藤原さんの頭を拳でグリグリしながら、フフフと笑って言った。


「いや、『おにいさん』だろ」


藤原さんが(ため息をつきながら)訂正をした。


「やだぁ。武ちゃん!それは言わないでぇ~~!」




おにいさん。

『武人のおねえさん』じゃーなくっておにいさん。

ああああああああああああああああああああ???


「・・・・・・・・・・・・・

 おにいさん?

 男の方なんですか?


 えっと、でも・・・」


私は思わず、マジマジッと美人さんを見た。

確かに、スタイルは良い。と、いうか、武人さんと身長同じくらいだから良すぎか!

コートの上からだが、胸ありますよね?声も高いし!

耳で聞いても、脳が上手く処理してくれない。理解が出来なかった。

こんッッな美人が男の人なの!!??


「藤原 伊織っていうの。

 イオリンって呼んでねっ。フフフッ」


私たちは、居間でタルトタタンと貴腐ワインを味わいながら(私はコーヒーで)改めて挨拶をした。

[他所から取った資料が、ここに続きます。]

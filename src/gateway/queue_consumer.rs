// src/gateway/queue_consumer.rs

//! Broker → client bridge.
//!
//! One `QueueConsumer` binds one named queue and forwards every decodable
//! event to the owning user's live connection through the
//! [`ConnectionRegistry`]. This is the asynchronous-to-realtime seam of the
//! gateway.
//!
//! Every per-message failure is contained here: malformed envelopes,
//! non-structured payloads, disconnected owners, and slow or dead client
//! sinks are each logged and skipped without stopping the loop. A message
//! destined for a disconnected user is dropped, not retried and not
//! dead-lettered — clients re-sync state on reconnect.

use std::sync::Arc;

use tokio::task::JoinHandle;

use crate::{
    // ---
    log_debug,
    log_warn,
    reshape_payload,
    BusPtr,
    ClientMessage,
    ConnectionRegistry,
    Delivery,
    Error,
    EventEnvelope,
    QueueBinding,
    Result,
    SinkError,
};

/// Consumes one gateway queue and fans deliveries out to client
/// connections.
pub struct QueueConsumer {
    // ---
    bus: BusPtr,
    registry: Arc<ConnectionRegistry>,
    binding: QueueBinding,
}

impl QueueConsumer {
    pub fn new(bus: BusPtr, registry: Arc<ConnectionRegistry>, binding: QueueBinding) -> Self {
        // ---
        Self {
            bus,
            registry,
            binding,
        }
    }

    /// Bind the queue and spawn the delivery loop.
    ///
    /// The loop runs until the underlying channel closes (bus shutdown);
    /// it exposes no individual cancellation.
    pub async fn start(self) -> Result<JoinHandle<()>> {
        // ---
        let _queue = self.binding.queue.as_str().to_string();
        let mut handle = self.bus.subscribe(self.binding.clone()).await?;

        Ok(tokio::spawn(async move {
            while let Some(delivery) = handle.inbox.recv().await {
                self.process(delivery).await;
            }
            log_debug!("queue consumer stopped: {_queue}");
        }))
    }

    async fn process(&self, delivery: Delivery) {
        // ---
        let _queue = self.binding.queue.as_str();

        let envelope = match EventEnvelope::decode(&delivery.body) {
            Ok(env) => env,
            Err(_err) => {
                log_warn!("{_queue}: failed to decode envelope: {_err}");
                return;
            }
        };

        // Payloads must be self-describing structured values; some routing
        // keys extract a nested field.
        let data = match envelope.data {
            Some(value) if !value.is_object() && !value.is_array() => {
                log_warn!(
                    "{_queue}: payload for {} is not a structured value",
                    envelope.kind
                );
                return;
            }
            Some(value) => Some(reshape_payload(&envelope.kind, value)),
            None => None,
        };

        let msg = ClientMessage {
            kind: envelope.kind.clone(),
            data,
        };

        log_debug!(
            "{_queue}: forwarding {} to {}",
            envelope.kind,
            envelope.owner_id
        );

        match self.registry.send(&envelope.owner_id, msg).await {
            Ok(()) => {}
            Err(Error::NotConnected(_)) => {
                // Expected steady-state: the owner has no live connection.
                log_debug!(
                    "{_queue}: owner {} not connected, dropping {}",
                    envelope.owner_id,
                    envelope.kind
                );
            }
            Err(Error::Delivery(SinkError::Closed)) => {
                // Stale entry; evict so we stop hammering a dead sink.
                log_warn!(
                    "{_queue}: connection for {} closed, evicting (kind: {})",
                    envelope.owner_id,
                    envelope.kind
                );
                self.registry.remove(&envelope.owner_id).await;
            }
            Err(_err) => {
                log_warn!(
                    "{_queue}: failed to deliver {} to {}: {_err}",
                    envelope.kind,
                    envelope.owner_id
                );
            }
        }
    }
}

伊織さんは、武人さんよりも5歳年上の34歳(独身)。

男性である。

そもそも性同一性障害ではなく、女装が趣味らしい。

地声も男性にしてはもともと高いほうだが、女装姿の時は頑張って可愛い声を出しているとか。


「仕事は何をしてらっしゃるんですか?」

「調律師なの。ピアノのね。まあ、楽器メーカーの契約社員もやっているからドイツに住んでいるんだけどね。

 あっ。おみやげがあるのよ。ちょっと待ってて」


といって奥の部屋に取りに行ってくれた。

嬉しいことに、お土産としてシュト―レンやらトルテやらバームクーヘンやらを頂いた。

その後、伊織さんは部屋に休みに行き、私と藤原さんは居間に残った。


藤原さんに向き直る。


この人はいっつも落ち着いていて、感情にムラが無かった。

声を荒げたりすることが無かった。

喧嘩になる前に折れてくれるし、

私が感情的になっているときも黙って聞いてくれてその時のことを後になって蒸し返したりしない。

穏やかで、理性的で、

言葉は優しくて、

本当に私を大切にしてくれているって思った。


だけど、あの時の煮えたぎるような目つきで私を見た、あの眼。

抱きしめられたときの熱。

腕の力。

伝わってくる早鐘のような心臓。

私の腹部に押しつけられた彼の興奮。



優しさだけじゃ足りなかった。

穏やかなだけじゃ不安だった。

ピースが全部埋まってはいたジグソーパズル。

でも、

立てたり、叩いたら崩れてしまうジグソーパズルで、私は怖かった。

感情が糊になって、固めてくれた。

もう大丈夫。

ちょっとやそっとのプレッシャーじゃもう崩れない。


今日を、明日を、毎日を楽しもう。

過去に囚われていたら、人生が逃げてしまう。



私は、彼の右手をとり、ゆっくりと頭を落した。

そして、手の甲――――――指の付け根にくちづけた。